**Problem**
The entries are to be repeated verbatim, with nothing left out.

**Input records**
--
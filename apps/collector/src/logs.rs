//! Forwarding sinks for non-event datagrams: JSON access-log lines and
//! plain log lines from the proxy ride the same socket as events.

use crate::config::CollectorConfig;
use crate::error::CollectorError;
use std::fs::{File, OpenOptions};
use std::io::Write;
use std::sync::Mutex;

pub struct LogSinks {
	access: Option<Mutex<File>>,
	general: Option<Mutex<File>>,
}

impl LogSinks {
	/// # Errors
	/// A configured log file cannot be opened.
	pub fn open(cfg: &CollectorConfig) -> Result<Self, CollectorError> {
		Ok(Self {
			access: open_sink(&cfg.access_log_file_name)?,
			general: open_sink(&cfg.log_file_name)?,
		})
	}

	pub fn access_line(&self, line: &str) {
		write_line(self.access.as_ref(), line);
	}

	pub fn general_line(&self, line: &str) {
		write_line(self.general.as_ref(), line);
	}
}

fn open_sink(name: &str) -> Result<Option<Mutex<File>>, CollectorError> {
	if name.is_empty() {
		return Ok(None);
	}
	let file = OpenOptions::new().create(true).append(true).open(name)?;
	Ok(Some(Mutex::new(file)))
}

fn write_line(sink: Option<&Mutex<File>>, line: &str) {
	match sink {
		Some(file) => {
			let mut file = file.lock().unwrap_or_else(std::sync::PoisonError::into_inner);
			if let Err(err) = writeln!(file, "{line}") {
				tracing::debug!(%err, "log sink write failed");
			}
		}
		None => tracing::debug!(line, "forwarded log line"),
	}
}

#[cfg(test)]
mod tests {
	use super::*;

	#[test]
	fn test_lines_append_to_configured_files() {
		let dir = tempfile::tempdir().unwrap();
		let access_path = dir.path().join("access.log");
		let cfg = CollectorConfig {
			access_log_file_name: access_path.to_string_lossy().into_owned(),
			..CollectorConfig::default()
		};

		let sinks = LogSinks::open(&cfg).unwrap();
		sinks.access_line(r#"{"status":200}"#);
		sinks.access_line(r#"{"status":404}"#);
		// No general log configured: this must not panic.
		sinks.general_line("plain line");

		let written = std::fs::read_to_string(&access_path).unwrap();
		assert_eq!(written, "{\"status\":200}\n{\"status\":404}\n");
	}
}
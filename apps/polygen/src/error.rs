use std::path::PathBuf;
use thiserror::Error;

#[derive(Error, Debug)]
pub enum PolygenError {
	#[error("config file not found: {0}")]
	ConfigMissing(PathBuf),
	#[error("config file is not valid YAML: {0}")]
	ConfigInvalid(#[from] serde_yaml::Error),
	#[error("unparseable redis_server address: {0:?}")]
	BadRedisServer(String),
	#[error("listener socket error: {0}")]
	Socket(std::io::Error),
	#[error("IO error: {0}")]
	Io(#[from] std::io::Error),
	#[error("redis error: {0}")]
	Redis(#[from] redis::RedisError),
	#[error("limits table error: {0}")]
	Limits(#[from] weir_model::ModelError),
}

impl PolygenError {
	#[must_use]
	pub fn exit_code(&self) -> i32 {
		match self {
			Self::ConfigMissing(_) => 2,
			Self::ConfigInvalid(_) | Self::BadRedisServer(_) => 22,
			Self::Socket(err) => err.raw_os_error().unwrap_or(1),
			Self::Io(_) | Self::Redis(_) | Self::Limits(_) => 1,
		}
	}
}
--
**Reply to the task**
filename apps/collector/src/logs.rs
//! Forwarding sinks for non-event datagrams: JSON access-log lines and
//! plain log lines from the proxy ride the same socket as events.

use crate::config::CollectorConfig;
use crate::error::CollectorError;
use std::fs::{File, OpenOptions};
use std::io::Write;
use std::sync::Mutex;

pub struct LogSinks {
	access: Option<Mutex<File>>,
	general: Option<Mutex<File>>,
}

impl LogSinks {
	/// # Errors
	/// A configured log file cannot be opened.
	pub fn open(cfg: &CollectorConfig) -> Result<Self, CollectorError> {
		Ok(Self {
			access: open_sink(&cfg.access_log_file_name)?,
			general: open_sink(&cfg.log_file_name)?,
		})
	}

	pub fn access_line(&self, line: &str) {
		write_line(self.access.as_ref(), line);
	}

	pub fn general_line(&self, line: &str) {
		write_line(self.general.as_ref(), line);
	}
}

fn open_sink(name: &str) -> Result<Option<Mutex<File>>, CollectorError> {
	if name.is_empty() {
		return Ok(None);
	}
	let file = OpenOptions::new().create(true).append(true).open(name)?;
	Ok(Some(Mutex::new(file)))
}

fn write_line(sink: Option<&Mutex<File>>, line: &str) {
	match sink {
		Some(file) => {
			let mut file = file.lock().unwrap_or_else(std::sync::PoisonError::into_inner);
			if let Err(err) = writeln!(file, "{line}") {
				tracing::debug!(%err, "log sink write failed");
			}
		}
		None => tracing::debug!(line, "forwarded log line"),
	}
}

#[cfg(test)]
mod tests {
	use super::*;

	#[test]
	fn test_lines_append_to_configured_files() {
		let dir = tempfile::tempdir().unwrap();
		let access_path = dir.path().join("access.log");
		let cfg = CollectorConfig {
			access_log_file_name: access_path.to_string_lossy().into_owned(),
			..CollectorConfig::default()
		};

		let sinks = LogSinks::open(&cfg).unwrap();
		sinks.access_line(r#"{"status":200}"#);
		sinks.access_line(r#"{"status":404}"#);
		// No general log configured: this must not panic.
		sinks.general_line("plain line");

		let written = std::fs::read_to_string(&access_path).unwrap();
		assert_eq!(written, "{\"status\":200}\n{\"status\":404}\n");
	}
}
filename apps/polygen/src/error.rs
use std::path::PathBuf;
use thiserror::Error;

#[derive(Error, Debug)]
pub enum PolygenError {
	#[error("config file not found: {0}")]
	ConfigMissing(PathBuf),
	#[error("config file is not valid YAML: {0}")]
	ConfigInvalid(#[from] serde_yaml::Error),
	#[error("unparseable redis_server address: {0:?}")]
	BadRedisServer(String),
	#[error("listener socket error: {0}")]
	Socket(std::io::Error),
	#[error("IO error: {0}")]
	Io(#[from] std::io::Error),
	#[error("redis error: {0}")]
	Redis(#[from] redis::RedisError),
	#[error("limits table error: {0}")]
	Limits(#[from] weir_model::ModelError),
}

impl PolygenError {
	#[must_use]
	pub fn exit_code(&self) -> i32 {
		match self {
			Self::ConfigMissing(_) => 2,
			Self::ConfigInvalid(_) | Self::BadRedisServer(_) => 22,
			Self::Socket(err) => err.raw_os_error().unwrap_or(1),
			Self::Io(_) | Self::Redis(_) | Self::Limits(_) => 1,
		}
	}
}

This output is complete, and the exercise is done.